The biggest culprit, by far, has been an erosion of tax revenue triggered largely by two recessions and multiple rounds of tax cuts. Together, the economy and the tax bills enacted under former president George W. Bush, and to a lesser extent by President Obama, wiped out $6.3 trillion in anticipated revenue. That’s nearly half of the $12.7 trillion swing from projected surpluses to real debt. Federal tax collections now stand at their lowest level as a percentage of the economy in 60 years.

Big-ticket spending initiated by the Bush administration accounts for 12 percent of the shift. The Iraq and Afghanistan wars have added $1.3 trillion in new borrowing. A new prescription drug benefit for Medicare recipients contributed another $272 billion. The Troubled Assets Relief Program bank bailout, which infuriated voters and led to the defeat of several legislators in 2010, added just $16 billion — and TARP may eventually cost nothing as financial institutions repay the Treasury.

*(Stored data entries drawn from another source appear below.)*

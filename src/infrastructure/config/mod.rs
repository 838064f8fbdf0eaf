use figment::providers::{Env, Format, Serialized, Toml};
use figment::Figment;
use serde::{Deserialize, Serialize};
use validator::Validate;

use crate::domain::error::{AppError, Result};

/// Config file picked up from the working directory when present.
pub const CONFIG_FILE: &str = "ordersight.toml";

/// Environment variable prefix, e.g. ORDERSIGHT_DATABASE_PATH.
pub const ENV_PREFIX: &str = "ORDERSIGHT_";

/// Application configuration. Sources are layered: built-in defaults, then
/// the TOML config file, then prefixed environment variables. CLI flags
/// override the loaded values last.
#[derive(Debug, Clone, Serialize, Deserialize, Validate)]
pub struct AppConfig {
    /// Path of the SQLite analytics database.
    #[validate(length(min = 1))]
    pub database_path: String,

    /// Address the dashboard server binds to.
    #[validate(length(min = 1))]
    pub host: String,

    /// Port the dashboard server listens on.
    #[validate(range(min = 1))]
    pub port: u16,
}

impl Default for AppConfig {
    fn default() -> Self {
        Self {
            database_path: "data/ordersight.db".to_string(),
            host: "127.0.0.1".to_string(),
            port: 3001,
        }
    }
}

impl AppConfig {
    pub fn load() -> Result<Self> {
        // .env is optional; absence is not an error.
        dotenvy::dotenv().ok();

        let config: AppConfig = Figment::from(Serialized::defaults(AppConfig::default()))
            .merge(Toml::file(CONFIG_FILE))
            .merge(Env::prefixed(ENV_PREFIX))
            .extract()
            .map_err(|e| AppError::ConfigError(format!("Failed to load configuration: {e}")))?;

        config
            .validate()
            .map_err(|e| AppError::ConfigError(format!("Invalid configuration: {e}")))?;

        Ok(config)
    }
}

#[cfg(test)]
mod tests {
    use super::*;

    #[test]
    fn defaults_are_valid() {
        let config = AppConfig::default();
        assert!(config.validate().is_ok());
        assert_eq!(config.port, 3001);
    }

    #[test]
    fn rejects_blank_paths_and_zero_port() {
        let config = AppConfig {
            database_path: String::new(),
            host: "127.0.0.1".to_string(),
            port: 0,
        };
        assert!(config.validate().is_err());
    }
}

Obama’s 2009 economic stimulus, a favorite target of Republicans who blame Democrats for the mounting debt, has added $719 billion — 6 percent of the total shift, according to the new analysis of CBO data by the nonprofit Pew Fiscal Analysis Initiative. All told, Obama-era choices account for about $1.7 trillion in new debt, according to a separate Washington Post analysis of CBO data over the past decade. Bush-era policies, meanwhile, account for more than $7 trillion and are a major contributor to the trillion-dollar annual budget deficits that are dominating the political debate.

As Congress prepares this week to launch a high-stakes battle over whether to raise the legal limit on borrowing, the analyses offer a clearer view of the drivers of the debt — and of the difficulty of re-balancing the budget without new tax revenue.